The data below holds the lines to copy: everything from the line containing "let host: PredicateFactoryRef" to the line containing "fn exchange(path: &str)", both ends included, set down exactly.

════

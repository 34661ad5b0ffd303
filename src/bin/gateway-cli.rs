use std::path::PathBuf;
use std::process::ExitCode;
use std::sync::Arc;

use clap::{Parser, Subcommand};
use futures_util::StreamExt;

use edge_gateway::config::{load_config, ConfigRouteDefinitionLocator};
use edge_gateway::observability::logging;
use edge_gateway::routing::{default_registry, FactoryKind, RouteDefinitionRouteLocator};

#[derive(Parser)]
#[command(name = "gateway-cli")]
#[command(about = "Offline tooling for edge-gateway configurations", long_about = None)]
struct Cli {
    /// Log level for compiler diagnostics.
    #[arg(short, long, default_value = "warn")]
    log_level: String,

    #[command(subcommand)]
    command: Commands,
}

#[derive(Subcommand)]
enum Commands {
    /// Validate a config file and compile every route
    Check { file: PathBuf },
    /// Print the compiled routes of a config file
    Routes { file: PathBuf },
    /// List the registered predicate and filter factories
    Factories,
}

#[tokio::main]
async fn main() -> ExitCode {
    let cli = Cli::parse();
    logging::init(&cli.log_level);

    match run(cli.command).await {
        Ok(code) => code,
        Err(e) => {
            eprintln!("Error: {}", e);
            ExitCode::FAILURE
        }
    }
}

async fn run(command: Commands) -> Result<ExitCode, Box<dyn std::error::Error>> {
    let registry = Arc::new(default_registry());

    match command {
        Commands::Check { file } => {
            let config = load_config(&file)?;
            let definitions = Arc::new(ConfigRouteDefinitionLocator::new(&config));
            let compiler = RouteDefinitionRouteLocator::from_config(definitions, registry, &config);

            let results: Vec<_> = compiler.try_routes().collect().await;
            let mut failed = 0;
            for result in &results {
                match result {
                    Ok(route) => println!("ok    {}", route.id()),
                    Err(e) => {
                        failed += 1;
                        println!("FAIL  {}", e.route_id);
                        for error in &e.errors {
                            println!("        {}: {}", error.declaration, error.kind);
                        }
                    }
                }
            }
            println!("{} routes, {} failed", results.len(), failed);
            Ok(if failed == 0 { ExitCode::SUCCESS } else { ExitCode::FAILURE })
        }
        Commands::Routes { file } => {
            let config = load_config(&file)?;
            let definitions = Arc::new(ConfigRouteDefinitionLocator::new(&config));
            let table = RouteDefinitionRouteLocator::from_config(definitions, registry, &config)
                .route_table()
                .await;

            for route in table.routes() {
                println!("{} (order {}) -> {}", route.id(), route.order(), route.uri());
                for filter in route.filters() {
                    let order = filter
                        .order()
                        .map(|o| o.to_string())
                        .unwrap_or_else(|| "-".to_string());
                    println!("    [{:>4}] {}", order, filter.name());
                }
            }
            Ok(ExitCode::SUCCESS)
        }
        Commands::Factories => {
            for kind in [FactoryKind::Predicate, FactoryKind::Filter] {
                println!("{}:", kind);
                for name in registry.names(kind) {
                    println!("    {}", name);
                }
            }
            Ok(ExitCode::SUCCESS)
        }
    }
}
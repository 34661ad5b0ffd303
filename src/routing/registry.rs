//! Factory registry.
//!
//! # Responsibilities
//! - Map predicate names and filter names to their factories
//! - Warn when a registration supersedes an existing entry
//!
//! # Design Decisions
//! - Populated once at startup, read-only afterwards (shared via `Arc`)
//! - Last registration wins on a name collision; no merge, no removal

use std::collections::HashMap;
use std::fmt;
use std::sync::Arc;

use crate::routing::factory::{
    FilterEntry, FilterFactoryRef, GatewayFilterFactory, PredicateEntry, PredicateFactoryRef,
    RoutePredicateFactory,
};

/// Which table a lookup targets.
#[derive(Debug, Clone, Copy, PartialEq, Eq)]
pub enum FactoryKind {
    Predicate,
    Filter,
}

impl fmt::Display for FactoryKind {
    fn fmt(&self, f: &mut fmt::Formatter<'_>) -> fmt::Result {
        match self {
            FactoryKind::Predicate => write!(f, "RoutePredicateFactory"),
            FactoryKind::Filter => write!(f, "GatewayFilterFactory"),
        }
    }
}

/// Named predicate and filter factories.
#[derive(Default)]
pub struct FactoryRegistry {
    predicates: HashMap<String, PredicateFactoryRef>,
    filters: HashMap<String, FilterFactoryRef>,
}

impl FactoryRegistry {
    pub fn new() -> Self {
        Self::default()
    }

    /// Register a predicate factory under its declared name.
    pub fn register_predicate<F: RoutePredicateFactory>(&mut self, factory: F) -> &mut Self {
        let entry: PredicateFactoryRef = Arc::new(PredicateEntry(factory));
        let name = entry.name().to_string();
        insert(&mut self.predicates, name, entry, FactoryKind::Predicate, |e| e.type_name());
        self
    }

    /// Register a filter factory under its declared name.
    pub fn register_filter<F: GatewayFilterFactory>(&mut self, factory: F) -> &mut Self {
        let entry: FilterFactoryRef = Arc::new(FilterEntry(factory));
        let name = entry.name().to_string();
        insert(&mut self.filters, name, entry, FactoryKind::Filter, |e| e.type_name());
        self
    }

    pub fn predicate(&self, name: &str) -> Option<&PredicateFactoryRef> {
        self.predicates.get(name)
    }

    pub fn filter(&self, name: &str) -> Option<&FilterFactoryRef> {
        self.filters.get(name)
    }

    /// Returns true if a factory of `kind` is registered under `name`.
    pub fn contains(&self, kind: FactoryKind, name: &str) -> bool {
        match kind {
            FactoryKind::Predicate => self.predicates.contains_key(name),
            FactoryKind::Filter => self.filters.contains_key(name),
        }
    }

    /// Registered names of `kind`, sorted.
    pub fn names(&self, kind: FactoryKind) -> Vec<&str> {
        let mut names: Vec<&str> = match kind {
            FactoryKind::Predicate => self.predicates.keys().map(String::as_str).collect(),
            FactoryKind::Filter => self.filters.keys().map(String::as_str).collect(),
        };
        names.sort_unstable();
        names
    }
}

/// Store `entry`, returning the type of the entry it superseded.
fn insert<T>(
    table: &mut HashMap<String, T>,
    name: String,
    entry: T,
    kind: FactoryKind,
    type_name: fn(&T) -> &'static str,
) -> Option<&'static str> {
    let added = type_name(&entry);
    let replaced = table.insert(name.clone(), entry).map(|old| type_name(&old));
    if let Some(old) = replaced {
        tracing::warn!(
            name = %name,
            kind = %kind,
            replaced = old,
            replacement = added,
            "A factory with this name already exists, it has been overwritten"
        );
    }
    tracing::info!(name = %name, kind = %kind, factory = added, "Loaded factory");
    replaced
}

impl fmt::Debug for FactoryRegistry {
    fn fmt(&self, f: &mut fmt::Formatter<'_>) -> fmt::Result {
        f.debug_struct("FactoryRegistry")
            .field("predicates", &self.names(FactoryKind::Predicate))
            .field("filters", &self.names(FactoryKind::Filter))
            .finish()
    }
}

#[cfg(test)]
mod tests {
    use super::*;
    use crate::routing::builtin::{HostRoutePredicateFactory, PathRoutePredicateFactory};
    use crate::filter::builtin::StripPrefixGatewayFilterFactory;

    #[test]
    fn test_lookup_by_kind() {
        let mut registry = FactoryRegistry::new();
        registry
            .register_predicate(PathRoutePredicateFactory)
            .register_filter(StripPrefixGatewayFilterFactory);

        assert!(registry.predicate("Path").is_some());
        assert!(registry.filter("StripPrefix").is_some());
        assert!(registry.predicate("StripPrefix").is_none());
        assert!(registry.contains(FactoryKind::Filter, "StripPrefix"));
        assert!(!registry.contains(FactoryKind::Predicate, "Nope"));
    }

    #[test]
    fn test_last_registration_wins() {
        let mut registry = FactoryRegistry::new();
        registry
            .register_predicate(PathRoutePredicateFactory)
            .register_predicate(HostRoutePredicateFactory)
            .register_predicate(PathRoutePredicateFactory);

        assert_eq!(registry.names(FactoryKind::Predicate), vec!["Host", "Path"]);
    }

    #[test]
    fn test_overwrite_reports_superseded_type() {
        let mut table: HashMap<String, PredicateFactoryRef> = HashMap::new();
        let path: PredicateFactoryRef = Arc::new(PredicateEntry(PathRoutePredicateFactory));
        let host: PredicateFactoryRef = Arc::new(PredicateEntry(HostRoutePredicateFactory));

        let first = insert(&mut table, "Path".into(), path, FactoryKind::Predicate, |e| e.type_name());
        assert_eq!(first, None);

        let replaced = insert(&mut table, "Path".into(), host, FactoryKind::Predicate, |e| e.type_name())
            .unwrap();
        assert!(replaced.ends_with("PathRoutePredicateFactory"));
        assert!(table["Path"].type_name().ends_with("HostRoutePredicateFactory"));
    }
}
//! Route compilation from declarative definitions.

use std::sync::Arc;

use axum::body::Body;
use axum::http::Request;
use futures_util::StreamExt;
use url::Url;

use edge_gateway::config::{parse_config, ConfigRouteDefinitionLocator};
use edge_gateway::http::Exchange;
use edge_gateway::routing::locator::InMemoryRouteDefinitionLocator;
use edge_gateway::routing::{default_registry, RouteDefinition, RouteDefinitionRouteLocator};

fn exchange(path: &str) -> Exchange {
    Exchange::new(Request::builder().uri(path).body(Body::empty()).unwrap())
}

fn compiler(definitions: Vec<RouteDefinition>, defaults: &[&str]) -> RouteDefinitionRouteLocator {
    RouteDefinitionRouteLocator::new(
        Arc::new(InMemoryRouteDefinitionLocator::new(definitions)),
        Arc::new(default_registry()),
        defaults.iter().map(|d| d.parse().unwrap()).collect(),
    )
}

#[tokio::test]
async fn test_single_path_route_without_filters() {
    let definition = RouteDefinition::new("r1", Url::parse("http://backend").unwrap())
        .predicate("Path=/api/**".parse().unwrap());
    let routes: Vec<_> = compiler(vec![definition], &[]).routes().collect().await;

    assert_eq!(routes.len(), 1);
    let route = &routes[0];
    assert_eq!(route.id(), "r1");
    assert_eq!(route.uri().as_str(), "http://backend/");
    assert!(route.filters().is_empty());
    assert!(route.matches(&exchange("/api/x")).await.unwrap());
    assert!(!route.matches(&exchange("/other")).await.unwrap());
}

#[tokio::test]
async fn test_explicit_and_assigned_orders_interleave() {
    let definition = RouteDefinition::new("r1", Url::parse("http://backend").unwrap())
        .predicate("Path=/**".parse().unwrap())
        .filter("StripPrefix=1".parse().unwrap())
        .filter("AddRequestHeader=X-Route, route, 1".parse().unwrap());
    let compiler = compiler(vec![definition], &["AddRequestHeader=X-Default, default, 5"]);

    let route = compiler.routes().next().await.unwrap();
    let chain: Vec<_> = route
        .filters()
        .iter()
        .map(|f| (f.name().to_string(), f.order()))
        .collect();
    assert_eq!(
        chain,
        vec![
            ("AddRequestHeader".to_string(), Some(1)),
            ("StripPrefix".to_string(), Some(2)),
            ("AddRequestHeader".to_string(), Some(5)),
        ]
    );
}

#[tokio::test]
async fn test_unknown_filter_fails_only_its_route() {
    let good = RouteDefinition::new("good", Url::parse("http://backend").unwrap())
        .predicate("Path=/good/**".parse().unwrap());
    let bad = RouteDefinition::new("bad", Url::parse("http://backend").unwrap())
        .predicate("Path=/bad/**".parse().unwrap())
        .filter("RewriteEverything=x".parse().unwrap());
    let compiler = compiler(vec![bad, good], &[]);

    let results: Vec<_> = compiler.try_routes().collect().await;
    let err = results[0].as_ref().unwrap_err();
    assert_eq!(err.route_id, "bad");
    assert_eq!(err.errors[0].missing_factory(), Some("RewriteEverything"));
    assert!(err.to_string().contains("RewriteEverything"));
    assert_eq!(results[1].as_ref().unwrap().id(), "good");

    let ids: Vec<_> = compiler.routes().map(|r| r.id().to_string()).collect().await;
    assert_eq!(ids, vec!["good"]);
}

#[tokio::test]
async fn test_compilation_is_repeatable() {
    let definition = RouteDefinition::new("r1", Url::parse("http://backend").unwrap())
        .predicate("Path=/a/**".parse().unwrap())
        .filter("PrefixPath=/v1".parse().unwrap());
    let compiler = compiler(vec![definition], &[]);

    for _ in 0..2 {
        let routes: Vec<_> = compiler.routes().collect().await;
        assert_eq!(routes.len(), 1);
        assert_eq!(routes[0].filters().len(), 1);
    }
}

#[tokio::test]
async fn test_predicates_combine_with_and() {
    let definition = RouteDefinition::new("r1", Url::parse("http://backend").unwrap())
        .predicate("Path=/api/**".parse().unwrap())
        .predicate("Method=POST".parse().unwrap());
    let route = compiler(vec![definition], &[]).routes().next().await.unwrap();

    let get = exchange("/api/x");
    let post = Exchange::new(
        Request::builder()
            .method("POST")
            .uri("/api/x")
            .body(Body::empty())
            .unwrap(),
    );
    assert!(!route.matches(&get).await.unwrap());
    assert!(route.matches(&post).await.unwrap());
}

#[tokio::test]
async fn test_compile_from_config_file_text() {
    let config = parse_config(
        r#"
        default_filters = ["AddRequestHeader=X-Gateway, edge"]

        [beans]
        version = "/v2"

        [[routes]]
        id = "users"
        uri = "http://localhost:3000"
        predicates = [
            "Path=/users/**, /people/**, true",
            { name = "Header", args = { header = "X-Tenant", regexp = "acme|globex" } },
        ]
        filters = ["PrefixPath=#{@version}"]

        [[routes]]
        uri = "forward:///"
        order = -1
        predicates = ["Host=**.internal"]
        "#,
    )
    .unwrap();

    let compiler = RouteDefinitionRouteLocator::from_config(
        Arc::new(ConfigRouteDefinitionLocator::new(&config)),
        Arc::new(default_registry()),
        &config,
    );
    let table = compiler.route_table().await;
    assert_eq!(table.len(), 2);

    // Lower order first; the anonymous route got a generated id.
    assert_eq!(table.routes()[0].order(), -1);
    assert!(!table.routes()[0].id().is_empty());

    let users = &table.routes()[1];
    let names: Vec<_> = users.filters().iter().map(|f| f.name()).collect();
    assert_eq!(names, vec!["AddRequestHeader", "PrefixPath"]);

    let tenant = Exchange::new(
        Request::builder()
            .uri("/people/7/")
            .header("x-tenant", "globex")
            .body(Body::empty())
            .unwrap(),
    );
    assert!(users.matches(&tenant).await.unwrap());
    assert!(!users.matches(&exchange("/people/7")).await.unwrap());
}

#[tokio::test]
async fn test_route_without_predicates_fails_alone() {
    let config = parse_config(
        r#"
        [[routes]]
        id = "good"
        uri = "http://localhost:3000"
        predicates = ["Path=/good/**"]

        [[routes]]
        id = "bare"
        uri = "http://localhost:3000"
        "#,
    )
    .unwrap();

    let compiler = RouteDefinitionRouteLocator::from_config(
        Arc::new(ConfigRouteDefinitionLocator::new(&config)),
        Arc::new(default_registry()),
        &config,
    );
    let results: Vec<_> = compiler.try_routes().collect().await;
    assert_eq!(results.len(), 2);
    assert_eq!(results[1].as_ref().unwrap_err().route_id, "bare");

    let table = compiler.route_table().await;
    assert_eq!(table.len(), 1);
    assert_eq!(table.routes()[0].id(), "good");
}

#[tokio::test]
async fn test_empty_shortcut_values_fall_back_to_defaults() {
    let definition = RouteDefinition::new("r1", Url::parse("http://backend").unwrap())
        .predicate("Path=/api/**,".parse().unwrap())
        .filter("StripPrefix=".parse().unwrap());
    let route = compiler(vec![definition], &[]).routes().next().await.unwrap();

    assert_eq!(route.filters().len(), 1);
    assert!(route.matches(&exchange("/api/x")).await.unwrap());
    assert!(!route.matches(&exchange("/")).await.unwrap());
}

════

Completed task |
        let host: PredicateFactoryRef = Arc::new(PredicateEntry(HostRoutePredicateFactory));

        let first = insert(&mut table, "Path".into(), path, FactoryKind::Predicate, |e| e.type_name());
        assert_eq!(first, None);

        let replaced = insert(&mut table, "Path".into(), host, FactoryKind::Predicate, |e| e.type_name())
            .unwrap();
        assert!(replaced.ends_with("PathRoutePredicateFactory"));
        assert!(table["Path"].type_name().ends_with("HostRoutePredicateFactory"));
    }
}
//! Route compilation from declarative definitions.

use std::sync::Arc;

use axum::body::Body;
use axum::http::Request;
use futures_util::StreamExt;
use url::Url;

use edge_gateway::config::{parse_config, ConfigRouteDefinitionLocator};
use edge_gateway::http::Exchange;
use edge_gateway::routing::locator::InMemoryRouteDefinitionLocator;
use edge_gateway::routing::{default_registry, RouteDefinition, RouteDefinitionRouteLocator};

fn exchange(path: &str) -> Exchange {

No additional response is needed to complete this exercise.